The Day I Wanted to Play

Mauro Torrisi, Sr, my great-grandfather.

At some point, before I turned 40, I mentioned in my parents’ presence that I wanted a mandolin. My mother’s grandfather played one, and while I had never met him, folk music feels like a thread to my Italian roots. My parents ordered me a beautiful instrument, excited to fulfill a wish I had mentioned only casually to them. They told me the news on my birthday, and as I waited for the ordered instrument to be shipped, I experienced mixed emotions.

Music has become a difficult thing for me. It was a comfort when I was first diagnosed with hereditary breast cancer. An hour at the piano was therapeutic; a few minutes strumming a guitar was reassuring. Then neuropathy made those things dispiriting, and, when feeling came back to my fingers many months later, somewhere there was a disconnect. The sensations of playing were different, and the general mental fogginess of chemo brain made it hard to concentrate. Activities that once brought me joy and amusement were stressful and difficult; my hands didn’t move the same way, I couldn’t recall the mechanics of familiar melodies, and my thoughts were disjointed and disorganized.

Other things I previously enjoyed were disrupted as well. My hands cramped when I crocheted, and there is no ferociousness to my overhand volleyball serve. Nerve damage  and pain management deterred me long-term from participating in activities I loved, and it was demoralizing. The challenge for anyone experiencing a crisis is how to move forward and embrace what is ahead, instead of looking back with longing at what is lost.

While adrenaline can carry you through the treatment of an illness, the realities of the aftermath may become more psychologically challenging. What does a person do to keep sane?

I know what I do: look for some new challenges to tackle.

I have spent countless hours working on Spanish with a foreign-language app (Mi espanol? No bien, pero un poco mejor.) I took a few free online college courses, read some challenging classical literature, and took up crossword puzzles. I pushed out of my comfort zone at the gym and signed on for classes like Pilates. I took some social and time-management risks by volunteering for leadership positions in my community.

I also began playing the ukulele last year, and it has been fun to experiment with. Maybe the mandolin doesn’t seem like a major challenge, but it is strung differently and I’m interested in playing a classical style. I will continue to test myself and move forward.

When my parents delivered the mandolin to me, they also brought a sturdy, protective case.
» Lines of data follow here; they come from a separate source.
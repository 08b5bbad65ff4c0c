//! Business logic services.

#![allow(missing_docs)]

pub mod connection_registry;
pub mod delivery;
pub mod event_publisher;
pub mod message_store;
pub mod messaging;
pub mod user;

pub use connection_registry::{ConnectionId, ConnectionRegistry, LiveConnection, PushError};
pub use delivery::{DeliveryDispatcher, DispatchReport, EchoPolicy};
pub use event_publisher::{EventPublisher, EventPublisherService, NoOpEventPublisher};
pub use message_store::{MessageStore, NewAttachment, user_summary};
pub use messaging::{
    AttachmentUpload, ConversationLocks, CreateGroupInput, MessagingService, SendMessageInput,
};
pub use user::{CreateUserInput, UserService};
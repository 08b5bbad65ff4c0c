//! API response types.

use axum::{
    Json,
    http::StatusCode,
    response::{IntoResponse, Response},
};
use serde::Serialize;

/// Standard API response wrapper: `{"data": ...}`.
///
/// Errors are rendered by `AppError` as `{"error": {"code", "message"}}`.
#[derive(Debug, Serialize)]
pub struct ApiResponse<T: Serialize> {
    pub data: T,
}

impl<T: Serialize> ApiResponse<T> {
    /// Create a success response.
    pub const fn ok(data: T) -> Self {
        Self { data }
    }
}

impl<T: Serialize> IntoResponse for ApiResponse<T> {
    fn into_response(self) -> Response {
        (StatusCode::OK, Json(self)).into_response()
    }
}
“And look,” my dad said, “it has a lock on it.”

I gingerly placed the mandolin inside the case, and my father demonstrated how the lock works.

“So cool!” I exclaimed, and then took the keys and put them someplace “safe.”

That was three weeks ago. I have yet to play the mandolin, so I cannot say if I find it rewarding, or if it seems to improve my mental status.

I’ll let you know as soon as I remember where I put the effing case keys.